The 2020 presidential debate illustrates America’s political decay

The candidates’ bickering reveals our bitter polarization


Judith Gibson-Okunieff/Daily Collegian

By Benjamin Schnurr, Collegian Columnist

The first 2020 presidential debate was horrendous. Anyone who sat through those 98 minutes of insults and bickering knows that it was not presidential — nor was it much of a debate at all. A Politico/Morning Consult poll demonstrates this clearly. The poll indicated that, while there was some disagreement on the question of who won — 50 percent say Biden, 34 percent say Trump — “an overwhelming majority of respondents [blamed] the president for what they described as a disruptive event and an overall unpleasant viewing experience.” While many were disgusted to the point of shock, particularly at President Trump’s decorum, it should not be all that surprising that the debate turned out this way. This debate was merely a visual portrayal of the grotesque political discourse taken to its logical conclusion. When two segments of society decry each other as evil and anti-American for decades, they inevitably descend into the fight for power that we are currently in the throes of.

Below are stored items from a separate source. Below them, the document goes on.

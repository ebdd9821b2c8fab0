//! Word to gesture-token lexicon.
//!
//! The builtin table is constructed once on first use and shared through an
//! `Arc`. Custom lexicons are built at startup by layering overrides on top
//! of it; a `Lexicon` is never mutated after construction.

use std::collections::{BTreeMap, HashMap};
use std::path::Path;
use std::sync::{Arc, LazyLock};

use signa_core::error::{Result, SignaError};
use signa_core::types::GestureToken;

/// Key of the designated fallback entry.
pub const DEFAULT_KEY: &str = "default";

static BUILTIN_ENTRIES: &[(&str, &str)] = &[
    // Greetings and courtesy
    ("hello", "B-hands-chest-outward^smile"),
    ("hi", "B-hand-wave-palm-out"),
    ("goodbye", "B-hands-wave-outward"),
    ("thank", "B-hand-chin-forward"),
    ("thanks", "B-hand-chin-forward"),
    ("you", "G-hand-point-forward"),
    ("me", "G-hand-point-self"),
    ("please", "flat-hand-circular-chest"),
    ("sorry", "A-hand-circular-chest"),
    ("yes", "head-nod^fist-up-down"),
    ("no", "head-shake^index-wag"),
    // Questions
    ("what", "open5-hands-outward-questioning"),
    ("where", "open5-hands-outward-questioning"),
    ("when", "index-wrist-circular"),
    ("who", "G-hand-question-outward"),
    ("why", "G-hand-side-forehead-outward"),
    ("how", "flat-hands-upward-questioning"),
    // Nouns
    ("name", "H-hands-together-outward"),
    ("home", "flat-hand-chin-down-touch-flat"),
    ("work", "S-hands-alternating-downward"),
    ("school", "flat-hands-clap-twice"),
    ("family", "F-hands-circular-together"),
    ("friend", "hook-index-fingers-together-twice"),
    // Actions
    ("eat", "flat-hand-mouth-repeatedly"),
    ("drink", "C-hand-mouth-tilt"),
    ("sleep", "open-hand-face-down-tilt"),
    ("go", "G-hands-forward-movement"),
    ("come", "G-hands-beckoning-movement"),
    ("look", "V-hand-eyes-outward"),
    ("see", "V-hand-eyes-outward"),
    ("talk", "hand-mouth-opening-closing"),
    ("sign", "index-fingers-circling-forward"),
    // Time
    ("now", "B-hands-down-emphatic"),
    ("today", "A-thumb-chin-down"),
    ("tomorrow", "A-thumb-cheek-forward-arc"),
    ("yesterday", "A-thumb-cheek-backward-arc"),
    ("time", "index-wrist-tap-twice"),
    // Pronouns
    ("i", "G-hand-point-self"),
    ("we", "circular-G-hand-point-self-others"),
    ("they", "G-hand-point-outward-arc"),
    ("he", "G-hand-point-side"),
    ("she", "G-hand-point-side"),
    ("it", "G-hand-point-neutral"),
    (DEFAULT_KEY, "generic-signing-motion"),
];

static BUILTIN: LazyLock<Arc<Lexicon>> = LazyLock::new(|| {
    let entries = BUILTIN_ENTRIES
        .iter()
        .map(|(word, token)| (word.to_string(), GestureToken::from(*token)))
        .collect();
    Arc::new(Lexicon::from_map(entries).expect("builtin lexicon has a default entry"))
});

/// Read-only mapping from lowercase words to gesture tokens, with one
/// designated `default` entry used when no key matches.
#[derive(Debug, Clone, PartialEq)]
pub struct Lexicon {
    entries: HashMap<String, GestureToken>,
    default_token: GestureToken,
}

impl Lexicon {
    /// The process-wide builtin lexicon.
    pub fn builtin() -> Arc<Lexicon> {
        Arc::clone(&BUILTIN)
    }

    /// Build a lexicon from `word -> token` pairs. Keys are lowercased.
    ///
    /// Fails if no `default` entry is present.
    pub fn from_entries<I, W, T>(entries: I) -> Result<Self>
    where
        I: IntoIterator<Item = (W, T)>,
        W: AsRef<str>,
        T: Into<GestureToken>,
    {
        let map = entries
            .into_iter()
            .map(|(word, token)| (word.as_ref().to_lowercase(), token.into()))
            .collect();
        Self::from_map(map)
    }

    fn from_map(entries: HashMap<String, GestureToken>) -> Result<Self> {
        let default_token = entries.get(DEFAULT_KEY).cloned().ok_or_else(|| {
            SignaError::Notation(format!("lexicon has no '{}' entry", DEFAULT_KEY))
        })?;
        Ok(Self {
            entries,
            default_token,
        })
    }

    /// A copy of this lexicon with `overrides` layered on top.
    pub fn with_overrides<I, W, T>(&self, overrides: I) -> Self
    where
        I: IntoIterator<Item = (W, T)>,
        W: AsRef<str>,
        T: Into<GestureToken>,
    {
        let mut entries = self.entries.clone();
        for (word, token) in overrides {
            entries.insert(word.as_ref().to_lowercase(), token.into());
        }
        let default_token = entries
            .get(DEFAULT_KEY)
            .cloned()
            .unwrap_or_else(|| self.default_token.clone());
        Self {
            entries,
            default_token,
        }
    }

    /// Parse a TOML table of `word = "token"` pairs and layer it over the
    /// builtin lexicon.
    pub fn builtin_with_toml(content: &str) -> Result<Self> {
        let overrides: BTreeMap<String, String> = toml::from_str(content)?;
        Ok(Self::builtin().with_overrides(overrides))
    }

    /// Load overrides from a TOML file and layer them over the builtin
    /// lexicon.
    pub fn load_with_overrides(path: &Path) -> Result<Self> {
        let content = std::fs::read_to_string(path)?;
        let lexicon = Self::builtin_with_toml(&content)?;
        tracing::info!(
            path = %path.display(),
            entries = lexicon.len(),
            "Custom lexicon loaded"
        );
        Ok(lexicon)
    }

    pub fn get(&self, word: &str) -> Option<&GestureToken> {
        self.entries.get(word)
    }

    pub fn contains(&self, word: &str) -> bool {
        self.entries.contains_key(word)
    }

    pub fn default_token(&self) -> &GestureToken {
        &self.default_token
    }

    /// Synthesized token for a word with no entry: `"<word>(<default>)"`.
    pub fn fallback_token(&self, word: &str) -> GestureToken {
        GestureToken::new(format!("{}({})", word, self.default_token))
    }

    /// Token for `word`, falling back to the synthesized default.
    pub fn token_for(&self, word: &str) -> GestureToken {
        match self.get(word) {
            Some(token) => token.clone(),
            None => self.fallback_token(word),
        }
    }

    pub fn len(&self) -> usize {
        self.entries.len()
    }

    pub fn is_empty(&self) -> bool {
        self.entries.is_empty()
    }
}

Granted, this does not imply that both sides are equally deplorable, nor does it diminish the urgency of the many substantial issues thrown around in modern politics. There are crucial issues to be concerned about in 2020, including COVID-19, climate change and racial justice. But neither political party can agree on whether these or other issues are actually issues, never mind agree on their solutions. According to Pew Research, if you ask a Trump supporter what problems they find most important in the upcoming election, they are likely to mention the economy, violent crime, immigration, gun policy, and foreign policy. Biden voters, however, consider healthcare and the COVID-19 pandemic as the most important issues, while also viewing climate change and racial inequality as important. Moreover, there are wide disparities between the parties if you look at the individual issues themselves. While 68 percent of Democrats believe climate change is a pressing issue, only 11 percent of Republicans agree. A similar gap can be seen in people’s views on racial and ethnic inequality, where 76 percent of Democrats and 24 percent of Republicans find it important. Even on questions of fact, many will disagree if it does not sync with their party beliefs. As social media expert Claire Wardle has noted, disinformation campaigns of varying levels of organization have and will continue to exploit social media to spread false information, often for political purposes. All this disagreement, even on basic questions, has taken a severe toll on political discourse.

Last week’s debate displayed this decay. Both candidates, as representatives of their parties,  cannot engage in productive political discourse. It did not take long for the debate to deteriorate into anarchy. After both candidates gave their two-minute answers to moderator Chris Wallace’s first question, the debate started to go downhill. Both candidates were soon calling each other’s claims factually untrue, while not articulating in clear terms why the other was wrong. Not long after, the candidates were throwing insults at each other, and Trump in particular began to constantly interrupt Biden. At one point, Trump even argued with Chris Wallace over his healthcare plan. It was nearly impossible at points to understand what the candidates’ arguments were since both candidates were talking over each other. The candidates were also regularly off-topic. For example, the question about the Supreme Court ended up being mainly about the two candidates’ healthcare plans. Such digressions were not uncommon.

How is this any different from the partisan bickering we experience every day, whether on social media or in person? The only tangible result of this debate was a flurry of insults from both sides. Discussion and debate were rarely fruitful if present at all. Most of the blame lies with Trump, who was consistently rude, disruptive and unprofessional. Biden, however, played Trump’s game of insults and bickering, calling Trump a clown and a fool. This was not a good strategy because, as the Washington Post columnist George Will has argued it is, “Following [Trump] down is an endless journey.” All of this indicates that the only thing that separates this debate from many of the bitter arguments we see in our everyday lives is the status and influence of the candidates.

These debates are yet another portrayal of the divisions that plague the nation. With less than a month until the election, tensions are high. Public discourse is in a state of severe decay. If we cannot have a fruitful exchange of ideas between citizens of opposing views, our democratic process will be worse off for it. There are several critical and existential issues at stake in 2020. If any of these issues are to be addressed, we must ensure as our top priority that the democratic process can meet these challenges.